[Saved data entries]
//! # bts-voting
//!
//! Peer-prediction trust scoring for an isolated execution context.
//!
//! The trusted side receives an untrusted byte buffer holding a vote report,
//! scores every voter on how close their prediction came to the observed
//! yes-ratio, and writes the scores plus an attestation marker into a
//! caller-owned buffer of fixed capacity.
//!
//! ## Security Properties
//!
//! - **`#![forbid(unsafe_code)]`**: No `unsafe` blocks anywhere.
//! - **Bounded reads**: every scan goes through a [`scanner::Cursor`] that
//!   cannot move past its limit.
//! - **Bounded writes**: every output byte goes through
//!   [`serializer::BoundedWriter::append`], which refuses whole fragments
//!   rather than writing past capacity.
//! - **Write-only output**: the caller's output buffer is never read back;
//!   the attestation signs the writer's private copy.
//! - **Bounded work**: record count, input length and output length are
//!   capped by [`limits`]; a policy can lower them but never raise them.
//! - **No raw input in logs**: voter ids appear only at `trace` level.
//!
//! ## Module Overview
//!
//! | Module | Purpose |
//! |--------|---------|
//! | [`limits`] | Capacity ceilings and per-instance limits |
//! | [`scanner`] | Bounded cursor and field lookup |
//! | [`extract`] | Quoted-string and decimal extractors |
//! | [`report`] | Vote report parser |
//! | [`score`] | Prediction-accuracy scores |
//! | [`serializer`] | Bounded output writer |
//! | [`attest`] | Attestation marker placement and verification |
//! | [`crypto`] | Signers and signer registry |
//! | [`dispatch`] | Invocation shape checks and command routing |
//! | [`errors`] | Trusted-side error taxonomy |
//! | [`policy`] | Policy loading and secure defaults |
//! | [`fs_guard`] | Symlink-safe, size-bounded host reads |

#![forbid(unsafe_code)]

/// Capacity constants and the [`limits::Limits`] value derived from policy.
pub mod limits;

/// Cursor over `(buf, pos, limit)`. All trusted-side reads go through it.
pub mod scanner;

/// Field extractors built on the scanner.
pub mod extract;

/// Best-effort vote report parsing into a bounded batch.
pub mod report;

/// Deterministic per-voter scoring.
pub mod score;

/// Capacity-checked output construction.
pub mod serializer;

/// Attestation marker: append after signing, split and verify on the host.
pub mod attest;

/// Attestation signers and their registry.
pub mod crypto;

/// Trusted-app entry point: shape validation, routing, result codes.
pub mod dispatch;

/// Error types for parsing, output and invocation handling.
pub mod errors;

/// Policy model: limits, field names, parse mode and signer selection.
pub mod policy;

/// Symlink-safe, size-bounded file and stream reads for the host CLI.
pub mod fs_guard;

pub use dispatch::{InvokeOutcome, ResultCode, TrustedApp};
pub use policy::BtsPolicy;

WORK ORDER:
Please determine how many lines in the entries contain the word "routing" and answer with the number alone.

RESPONSE TO THE TASK:
2